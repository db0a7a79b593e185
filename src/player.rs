use crate::hand::HoleCards;
use std::fmt;

/// Stable identity of a seat's occupant. Ids survive seat removal, so
/// betting state is keyed by id rather than by seat index.
#[derive(Debug, Clone, Copy, PartialEq, Eq, PartialOrd, Ord, Hash)]
pub struct PlayerId(pub usize);

impl fmt::Display for PlayerId {
    fn fmt(&self, f: &mut fmt::Formatter<'_>) -> fmt::Result {
        write!(f, "#{}", self.0)
    }
}

#[derive(Debug, Clone, PartialEq, Eq)]
pub struct Player {
    pub(crate) id: PlayerId,
    pub(crate) name: String,
    pub(crate) chips: u64,
    pub(crate) hole: Option<HoleCards>,
    pub(crate) bet: u64,
    pub(crate) contributed: u64,
    pub(crate) folded: bool,
    pub(crate) all_in: bool,
}

impl Player {
    pub fn new(id: PlayerId, name: impl Into<String>, chips: u64) -> Self {
        Self {
            id,
            name: name.into(),
            chips,
            hole: None,
            bet: 0,
            contributed: 0,
            folded: false,
            all_in: false,
        }
    }

    pub fn id(&self) -> PlayerId {
        self.id
    }

    pub fn name(&self) -> &str {
        &self.name
    }

    /// Chips behind, not yet committed to the pot.
    pub fn chips(&self) -> u64 {
        self.chips
    }

    pub fn hole(&self) -> Option<HoleCards> {
        self.hole
    }

    /// Chips put in during the current betting phase.
    pub fn bet(&self) -> u64 {
        self.bet
    }

    /// Chips put in during the whole hand, blinds included.
    pub fn contributed(&self) -> u64 {
        self.contributed
    }

    pub fn is_folded(&self) -> bool {
        self.folded
    }

    pub fn is_all_in(&self) -> bool {
        self.all_in
    }

    /// Still owes decisions: neither folded nor all-in.
    pub fn can_act(&self) -> bool {
        !self.folded && !self.all_in
    }

    /// Still contesting the pot.
    pub fn in_hand(&self) -> bool {
        !self.folded
    }

    /// Clear everything but identity and chips.
    pub fn reset_for_hand(&mut self) {
        self.hole = None;
        self.bet = 0;
        self.contributed = 0;
        self.folded = false;
        self.all_in = false;
    }

    /// Move `amount` from the stack into this phase's bet. Callers validate
    /// against `chips` first; the stack never goes negative.
    pub(crate) fn commit(&mut self, amount: u64) -> u64 {
        let paid = amount.min(self.chips);
        self.chips -= paid;
        self.bet += paid;
        self.contributed += paid;
        if self.chips == 0 {
            self.all_in = true;
        }
        paid
    }
}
____________________
What is expected:
In full and without alteration, return the listing above.

Written answer:
repository db0a7a79b593e185
filename src/player.rs
use crate::hand::HoleCards;
use std::fmt;

/// Stable identity of a seat's occupant. Ids survive seat removal, so
/// betting state is keyed by id rather than by seat index.
#[derive(Debug, Clone, Copy, PartialEq, Eq, PartialOrd, Ord, Hash)]
pub struct PlayerId(pub usize);

impl fmt::Display for PlayerId {
    fn fmt(&self, f: &mut fmt::Formatter<'_>) -> fmt::Result {
        write!(f, "#{}", self.0)
    }
}

#[derive(Debug, Clone, PartialEq, Eq)]
pub struct Player {
    pub(crate) id: PlayerId,
    pub(crate) name: String,
    pub(crate) chips: u64,
    pub(crate) hole: Option<HoleCards>,
    pub(crate) bet: u64,
    pub(crate) contributed: u64,
    pub(crate) folded: bool,
    pub(crate) all_in: bool,
}

impl Player {
    pub fn new(id: PlayerId, name: impl Into<String>, chips: u64) -> Self {
        Self {
            id,
            name: name.into(),
            chips,
            hole: None,
            bet: 0,
            contributed: 0,
            folded: false,
            all_in: false,
        }
    }

    pub fn id(&self) -> PlayerId {
        self.id
    }

    pub fn name(&self) -> &str {
        &self.name
    }

    /// Chips behind, not yet committed to the pot.
    pub fn chips(&self) -> u64 {
        self.chips
    }

    pub fn hole(&self) -> Option<HoleCards> {
        self.hole
    }

    /// Chips put in during the current betting phase.
    pub fn bet(&self) -> u64 {
        self.bet
    }

    /// Chips put in during the whole hand, blinds included.
    pub fn contributed(&self) -> u64 {
        self.contributed
    }

    pub fn is_folded(&self) -> bool {
        self.folded
    }

    pub fn is_all_in(&self) -> bool {
        self.all_in
    }

    /// Still owes decisions: neither folded nor all-in.
    pub fn can_act(&self) -> bool {
        !self.folded && !self.all_in
    }

    /// Still contesting the pot.
    pub fn in_hand(&self) -> bool {
        !self.folded
    }

    /// Clear everything but identity and chips.
    pub fn reset_for_hand(&mut self) {
        self.hole = None;
        self.bet = 0;
        self.contributed = 0;
        self.folded = false;
        self.all_in = false;
    }

    /// Move `amount` from the stack into this phase's bet. Callers validate
    /// against `chips` first; the stack never goes negative.
    pub(crate) fn commit(&mut self, amount: u64) -> u64 {
        let paid = amount.min(self.chips);
        self.chips -= paid;
        self.bet += paid;
        self.contributed += paid;
        if self.chips == 0 {
            self.all_in = true;
        }
        paid
    }
}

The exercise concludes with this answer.